(Records from a collection)

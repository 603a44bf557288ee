//! Pages and the article candidates segmented out of them.

use std::fmt;

use bytes::Bytes;
use serde::{Deserialize, Serialize};

/// Stable ordering key carried through every stage.
///
/// `page_index` is 1-based, `segment_index` is the 0-based position of the
/// region in the segmenter's output for that page.
#[derive(Debug, Clone, Copy, PartialEq, Eq, Hash, PartialOrd, Ord, Serialize, Deserialize)]
pub struct ArticleKey {
    pub page_index: u32,
    pub segment_index: u32,
}

impl ArticleKey {
    pub fn new(page_index: u32, segment_index: u32) -> Self {
        Self {
            page_index,
            segment_index,
        }
    }
}

impl fmt::Display for ArticleKey {
    fn fmt(&self, f: &mut fmt::Formatter<'_>) -> fmt::Result {
        write!(f, "p{}s{}", self.page_index, self.segment_index)
    }
}

/// Classification label assigned by the segmenter.
#[derive(Debug, Clone, PartialEq, Eq, Hash, PartialOrd, Ord, Serialize, Deserialize)]
#[serde(from = "String", into = "String")]
pub enum SegmentLabel {
    Article,
    Advertisement,
    Masthead,
    Photo,
    Other(String),
}

impl SegmentLabel {
    pub fn as_str(&self) -> &str {
        match self {
            SegmentLabel::Article => "article",
            SegmentLabel::Advertisement => "advertisement",
            SegmentLabel::Masthead => "masthead",
            SegmentLabel::Photo => "photo",
            SegmentLabel::Other(s) => s,
        }
    }
}

impl From<String> for SegmentLabel {
    fn from(s: String) -> Self {
        match s.to_ascii_lowercase().as_str() {
            "article" => SegmentLabel::Article,
            "advertisement" | "ad" => SegmentLabel::Advertisement,
            "masthead" => SegmentLabel::Masthead,
            "photo" | "image" => SegmentLabel::Photo,
            _ => SegmentLabel::Other(s),
        }
    }
}

impl From<&str> for SegmentLabel {
    fn from(s: &str) -> Self {
        SegmentLabel::from(s.to_string())
    }
}

impl From<SegmentLabel> for String {
    fn from(label: SegmentLabel) -> Self {
        label.as_str().to_string()
    }
}

impl fmt::Display for SegmentLabel {
    fn fmt(&self, f: &mut fmt::Formatter<'_>) -> fmt::Result {
        f.write_str(self.as_str())
    }
}

/// Region geometry in page pixels.
#[derive(Debug, Clone, Copy, PartialEq, Default, Serialize, Deserialize)]
pub struct BoundingBox {
    pub x: u32,
    pub y: u32,
    pub width: u32,
    pub height: u32,
}

impl BoundingBox {
    pub fn new(x: u32, y: u32, width: u32, height: u32) -> Self {
        Self {
            x,
            y,
            width,
            height,
        }
    }
}

/// A rendered page image as returned by the converter.
#[derive(Debug, Clone, PartialEq)]
pub struct PageImage {
    pub bytes: Bytes,
}

impl PageImage {
    pub fn new(bytes: impl Into<Bytes>) -> Self {
        Self {
            bytes: bytes.into(),
        }
    }
}

/// One region returned by the segmentation collaborator.
#[derive(Debug, Clone, PartialEq)]
pub struct Segment {
    pub label: SegmentLabel,
    pub bbox: BoundingBox,
    pub confidence: f32,
    /// Cropped region image, when the segmenter returns one
    pub crop: Option<Bytes>,
}

impl Segment {
    pub fn new(label: impl Into<SegmentLabel>, bbox: BoundingBox) -> Self {
        Self {
            label: label.into(),
            bbox,
            confidence: 1.0,
            crop: None,
        }
    }

    pub fn with_confidence(mut self, confidence: f32) -> Self {
        self.confidence = confidence;
        self
    }

    pub fn with_crop(mut self, crop: impl Into<Bytes>) -> Self {
        self.crop = Some(crop.into());
        self
    }
}

/// A labeled region of one page: an article candidate.
#[derive(Debug, Clone, PartialEq)]
pub struct SegmentUnit {
    pub key: ArticleKey,
    pub label: SegmentLabel,
    pub bbox: BoundingBox,
    pub confidence: f32,
    pub crop: Option<Bytes>,
}

/// One physical page of a document, owned by the job that produced it.
#[derive(Debug, Clone, PartialEq)]
pub struct PageUnit {
    pub index: u32,
    pub image: PageImage,
    pub segments: Vec<SegmentUnit>,
}

impl PageUnit {
    pub fn new(index: u32, image: PageImage) -> Self {
        Self {
            index,
            image,
            segments: Vec::new(),
        }
    }

    /// Attach segmenter output, assigning stable keys in output order.
    pub fn with_segments(mut self, segments: Vec<Segment>) -> Self {
        self.segments = segments
            .into_iter()
            .enumerate()
            .map(|(i, s)| SegmentUnit {
                key: ArticleKey::new(self.index, i as u32),
                label: s.label,
                bbox: s.bbox,
                confidence: s.confidence,
                crop: s.crop,
            })
            .collect();
        self
    }
}
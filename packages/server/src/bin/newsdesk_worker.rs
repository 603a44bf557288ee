//! Worker process: claims jobs from the ledger and runs the pipeline until
//! shutdown, recycle, or the memory ceiling.
//!
//! The exit code tells the supervisor why the process stopped:
//! 0 = shutdown, 3 = recycled after max jobs, 4 = memory ceiling.

use std::sync::Arc;

use anyhow::{Context, Result};
use clap::Parser;
use tokio_util::sync::CancellationToken;

use newsdesk::{PipelineCoordinator, WorkerLoop};
use newsdesk_server::kernel::ServerDeps;
use newsdesk_server::telemetry::init_tracing;
use newsdesk_server::Config;

#[derive(Parser)]
#[command(name = "newsdesk-worker")]
#[command(about = "Process queued newsdesk jobs")]
struct Cli {
    /// Lease holder id (default: random per process)
    #[arg(long)]
    name: Option<String>,

    /// Jobs to process before exiting for a fresh process
    #[arg(long)]
    max_jobs: Option<usize>,

    /// Concurrent pages per job
    #[arg(long)]
    page_concurrency: Option<usize>,
}

#[tokio::main]
async fn main() -> Result<()> {
    init_tracing();
    let cli = Cli::parse();

    let mut config = Config::from_env().context("Failed to load configuration")?;
    if let Some(max_jobs) = cli.max_jobs {
        config.max_jobs_per_worker = max_jobs;
    }
    if let Some(width) = cli.page_concurrency {
        config.page_concurrency = width;
    }

    let deps = ServerDeps::from_config(&config).await?;
    let collaborators = deps.collaborators(&config)?;
    let coordinator = Arc::new(PipelineCoordinator::new(
        collaborators,
        deps.stores.spool.clone(),
        config.pipeline(),
    ));

    let worker_config = match cli.name {
        Some(name) => config.worker(name),
        None => config.worker(format!("worker-{}", uuid::Uuid::new_v4())),
    };
    tracing::info!(worker_id = %worker_config.worker_id, "Starting newsdesk worker");

    let worker = WorkerLoop::new(deps.stores.ledger.clone(), coordinator, worker_config);

    let shutdown = CancellationToken::new();
    let signal = shutdown.clone();
    tokio::spawn(async move {
        if tokio::signal::ctrl_c().await.is_ok() {
            tracing::info!("Shutdown requested, finishing in-flight job");
            signal.cancel();
        }
    });

    let exit = worker.run(shutdown).await;
    tracing::info!(?exit, "Worker stopped");
    std::process::exit(exit.exit_code());
}
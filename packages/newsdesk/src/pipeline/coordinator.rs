//! Per-job pipeline: CONVERT -> SEGMENT -> pre-filter -> ANALYZE+UPLOAD ->
//! AGGREGATE -> CALLBACK.
//!
//! Stages run strictly in order. Inside SEGMENT and ANALYZE+UPLOAD the work
//! fans out over two independently sized pools. Only CONVERT (and loading the
//! input it needs) can fail the job; page and article failures are recorded
//! in the result and the job still succeeds.

use std::sync::Arc;

use bytes::Bytes;
use chrono::Utc;
use tracing::{debug, error, info, warn};

use crate::error::{PipelineError, Stage, StageFailure, StoreError, ValidationError};
use crate::pipeline::callback::deliver_or_park;
use crate::pipeline::dates::{format_edition_date, is_edition_date, page_indices, resolve_edition_date};
use crate::pipeline::executor::{retry_stage, run_bounded};
use crate::pipeline::progress::JobReporter;
use crate::traits::spool::{redeliver_all, RetrySpool};
use crate::traits::stages::{Analyzer, CallbackSink, Converter, ObjectStore, Segmenter};
use crate::types::article::{AnalysisInput, ArticleOutcome, ArticleResult, DigitalArticle};
use crate::types::config::PipelineConfig;
use crate::types::job::{Job, JobKind, ProcessingStep, Progress};
use crate::types::page::{ArticleKey, PageImage, PageUnit, SegmentLabel, SegmentUnit};
use crate::types::result::{CallbackPayload, DeliveryOutcome, JobResult, PageFailure};
use crate::types::spool::RedeliveryReport;

/// The external services one pipeline run calls out to.
#[derive(Clone)]
pub struct Collaborators {
    pub converter: Arc<dyn Converter>,
    pub segmenter: Arc<dyn Segmenter>,
    pub analyzer: Arc<dyn Analyzer>,
    pub objects: Arc<dyn ObjectStore>,
    pub sink: Arc<dyn CallbackSink>,
}

/// Input after the load/convert stage.
enum Source {
    Pages(Vec<PageUnit>),
    Text(DigitalArticle),
}

/// Something the analysis stage will look at.
enum Candidate {
    Region { unit: SegmentUnit, page: PageImage },
    Text { key: ArticleKey, article: DigitalArticle },
}
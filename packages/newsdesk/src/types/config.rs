//! Pipeline configuration: pool widths, retry policies, and the pre-filter.

use std::collections::BTreeMap;
use std::time::Duration;

use crate::types::page::{SegmentLabel, SegmentUnit};

/// Bounded retry with exponential backoff.
#[derive(Debug, Clone, PartialEq)]
pub struct RetryPolicy {
    /// Total attempts, including the first. Zero is treated as one.
    pub max_attempts: u32,
    pub initial_backoff: Duration,
    pub multiplier: f64,
    pub max_backoff: Duration,
}

impl RetryPolicy {
    pub fn new(max_attempts: u32, initial_backoff: Duration) -> Self {
        Self {
            max_attempts,
            initial_backoff,
            multiplier: 2.0,
            max_backoff: Duration::from_secs(60),
        }
    }

    /// Single attempt, no backoff.
    pub fn none() -> Self {
        Self::new(1, Duration::ZERO)
    }

    pub fn with_multiplier(mut self, multiplier: f64) -> Self {
        self.multiplier = multiplier;
        self
    }

    pub fn with_max_backoff(mut self, max_backoff: Duration) -> Self {
        self.max_backoff = max_backoff;
        self
    }

    pub fn attempts(&self) -> u32 {
        self.max_attempts.max(1)
    }

    /// Delay to wait after failed attempt number `attempt` (1-based).
    pub fn backoff(&self, attempt: u32) -> Duration {
        let exp = attempt.saturating_sub(1).min(32) as i32;
        let secs = self.initial_backoff.as_secs_f64() * self.multiplier.max(1.0).powi(exp);
        let capped = secs.min(self.max_backoff.as_secs_f64());
        Duration::from_secs_f64(capped.max(0.0))
    }
}

/// Labels that may reach analysis, each with a minimum confidence.
///
/// A segment whose label is not listed is never analyzed.
#[derive(Debug, Clone, PartialEq)]
pub struct PreFilter {
    thresholds: BTreeMap<SegmentLabel, f32>,
}

impl Default for PreFilter {
    fn default() -> Self {
        Self::new().with_label(SegmentLabel::Article, 0.0)
    }
}

impl PreFilter {
    /// A filter that admits nothing.
    pub fn new() -> Self {
        Self {
            thresholds: BTreeMap::new(),
        }
    }

    pub fn with_label(mut self, label: SegmentLabel, min_confidence: f32) -> Self {
        self.thresholds.insert(label, min_confidence);
        self
    }

    pub fn threshold(&self, label: &SegmentLabel) -> Option<f32> {
        self.thresholds.get(label).copied()
    }

    pub fn admits(&self, segment: &SegmentUnit) -> bool {
        self.threshold(&segment.label)
            .is_some_and(|min| segment.confidence >= min)
    }
}

/// Configuration for the per-job pipeline.
///
/// Defaults are the documented deployment defaults; override per deployment
/// via the `with_*` methods.
#[derive(Debug, Clone)]
pub struct PipelineConfig {
    /// Pages segmented concurrently. Default: 4.
    pub page_concurrency: usize,

    /// Articles analyzed and uploaded concurrently. Independent of the page
    /// pool. Default: 8.
    pub article_concurrency: usize,

    /// Default: 3 attempts, 5s initial, x2, max 60s.
    pub conversion_retry: RetryPolicy,

    /// Default: 2 attempts, 1s initial.
    pub segmentation_retry: RetryPolicy,

    /// Default: 3 attempts, 2s initial, x2, max 60s.
    pub analysis_retry: RetryPolicy,

    /// Object store reads and writes. Default: 3 attempts, 1s initial, x2,
    /// max 30s.
    pub storage_retry: RetryPolicy,

    /// Inline callback attempts before the payload is parked. Kept short so
    /// the job's result is written promptly; the worker replays the spool
    /// for anything left undelivered. Default: 2 attempts, 1s initial.
    pub callback_retry: RetryPolicy,

    pub pre_filter: PreFilter,

    /// Render resolution. Default: 200.
    pub dpi: u32,

    /// JPEG quality. Default: 85.
    pub quality: u8,

    /// Drop analyzed articles without a ministry tag. Default: false.
    pub require_tags: bool,

    /// Destination for kinds that notify but carry no `callback_url`.
    pub default_callback_url: Option<String>,
}

impl Default for PipelineConfig {
    fn default() -> Self {
        Self {
            page_concurrency: 4,
            article_concurrency: 8,
            conversion_retry: RetryPolicy::new(3, Duration::from_secs(5)),
            segmentation_retry: RetryPolicy::new(2, Duration::from_secs(1)),
            analysis_retry: RetryPolicy::new(3, Duration::from_secs(2)),
            storage_retry: RetryPolicy::new(3, Duration::from_secs(1))
                .with_max_backoff(Duration::from_secs(30)),
            callback_retry: RetryPolicy::new(2, Duration::from_secs(1)),
            pre_filter: PreFilter::default(),
            dpi: 200,
            quality: 85,
            require_tags: false,
            default_callback_url: None,
        }
    }
}

impl PipelineConfig {
    pub fn with_page_concurrency(mut self, width: usize) -> Self {
        self.page_concurrency = width;
        self
    }

    pub fn with_article_concurrency(mut self, width: usize) -> Self {
        self.article_concurrency = width;
        self
    }

    pub fn with_conversion_retry(mut self, policy: RetryPolicy) -> Self {
        self.conversion_retry = policy;
        self
    }

    pub fn with_segmentation_retry(mut self, policy: RetryPolicy) -> Self {
        self.segmentation_retry = policy;
        self
    }

    pub fn with_analysis_retry(mut self, policy: RetryPolicy) -> Self {
        self.analysis_retry = policy;
        self
    }

    pub fn with_storage_retry(mut self, policy: RetryPolicy) -> Self {
        self.storage_retry = policy;
        self
    }

    pub fn with_callback_retry(mut self, policy: RetryPolicy) -> Self {
        self.callback_retry = policy;
        self
    }

    pub fn with_pre_filter(mut self, filter: PreFilter) -> Self {
        self.pre_filter = filter;
        self
    }

    pub fn with_require_tags(mut self, require: bool) -> Self {
        self.require_tags = require;
        self
    }

    pub fn with_default_callback_url(mut self, url: impl Into<String>) -> Self {
        self.default_callback_url = Some(url.into());
        self
    }

    /// No backoff sleeps anywhere; for tests.
    pub fn without_backoff(mut self) -> Self {
        for policy in [
            &mut self.conversion_retry,
            &mut self.segmentation_retry,
            &mut self.analysis_retry,
            &mut self.storage_retry,
            &mut self.callback_retry,
        ] {
            policy.initial_backoff = Duration::ZERO;
        }
        self
    }
}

Work request —
Each line above that contains the word "signal" should be copied.

Reply to the exercise —
    let signal = shutdown.clone();
        if tokio::signal::ctrl_c().await.is_ok() {
            signal.cancel();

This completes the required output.